This is the 1000th post in my blog. And that got me thinking...How do I make this blog post special? And I did the best thing possible. I decided to let someone else make this post memorable.
Readers of my blog know that I support Project Why, a NGO organization that has done wonders in enabling God's children to express themselves and find rightful place in this world. This organization is run by Anouradha Bakshi , a person whom I have come to admire a lot. Her blog is definitely a revelation for me. This special blog post is titled "Childhood Dreams", read on...
It is indeed an honour to be asked to write a guest post on a blog. Blogs are indeed very special private spaces that one must be weary of seeing invaded in anyway. So I begin this post by the very quote the author chose to display for the past few days. "Life is half spent before we know what it is." (George Herbert)
For many of us life is something we chose not to ponder about. It passes by one day at a time and we just let it pass. We react to bits of it with anger, joy, frustration or a mix of all and then simply move on. Most of us do not need to get off the spinning wheel and look back at times gone by. It is only in times of crises, when we are hit by something too large to fathom that we allow ourselves to take stock of our on lives. I recently read The Last lecture, a book by Randy Pausch where the author talks about life as being the platform to achieve childhood dreams. This candid definition was perplexing as most of us like defining ourselves as who we are today: a successful professional, a good homemaker, a enlightened professor and so on. But come to think about it there many such successful or not so successful people. What is it that makes each one of us who we are and I guess the real answer lies in our childhood dreams and desires.

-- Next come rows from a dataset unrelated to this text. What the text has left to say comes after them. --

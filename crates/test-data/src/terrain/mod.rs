//! Terrain generation utilities.
//!
//! Elevation profiles from Perlin noise. [`ElevationGenerator`] also serves
//! as an elevation provider when testing elevation correction.

mod elevation;

pub use elevation::{ElevationGenerator, add_elevation_jitter};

For the past 10 years I have been engaged in what is today known as developmental activities and running what could be called a successful NGO by the name of project why. It has been a roller coaster ride with its share of angst and challenges. But in spite of everything these 10 years have been the best of my life. And knowing myself it is not because of the kudos or the appreciation one has received but because in some way it fulfilled a lost yearning. And as I set out on a long journey down memory lane a long forgotten incident came back to life:
The big bear has just finished the last of his antics. The noose around its snout ensured he did not step out of line. The owner in his tattered and threadbare clothes stands proudly hoping to get a good take. The house is imposing; its inmates look rich.
It is a chilly morning in this small Indian town. A watery sun is trying to break through the late morning mist. The grandmother has specially arranged the show for her 3 year- old grand daughter who has come from across many seas. She gets up and gives the man a few notes. A lot for a simple bear show in times when a few coins bought a lot of ware.
The man still wants to try his luck.
"It is very cold, Memsahib, would you be kind enough to give me an old coat"
The grandmother knowing the game smiles and tells him to go. The man insists. The grandmother raises her voice and repeats her words. The game goes on for a while till the man realises he will get no more and packs up his ware, urges his bear to move on and walks out of the gate.
As everyone gets off the rope chairs that had been laid out in the veranda for the performance a loud wail is heard:
"You are all very mean, you have so many coats hanging in your cupboards and you could not give the man one"
It is the little girl who has been watching the show from a corner, a tad frightened by the huge animal. Maybe she saw much more than the simple antics of the performing bear.
The grandmother and all present try to reason with her and tell her that the man has got a lot of money and must be happy. But the little girl refuses to be quietened and goes on crying and repeating her now almost incoherent pleas.
The grandfather who had remained in his office now comes out to find out what is happening. The little girl is still saying in between wrecking sobs:" you have so many, why did you not give him one".
The grandfather somehow sees beyond the words and simply asks his wife to find a coat and send the house servant on bicycle to find the man and give him the coat.
Only when the servant comes back and tells all present that the coat has been given does the little girl stop crying.
The year is 1955, the small town Meerut.
I had forgotten about this incident and yet when it came back to mind it had lost none of its poignancy. I could still feel the pain, the anger, the helplessness and the relief I had felt more than half a century ago. I also understood why project why came to be and why it is the one and only thing that truly defines who and what I am.
Life is half spent before we know what it is, as to really know what it is we need to have the courage to go way back and find and accept our long lost childhood dreams and seek a way of fulfilling them.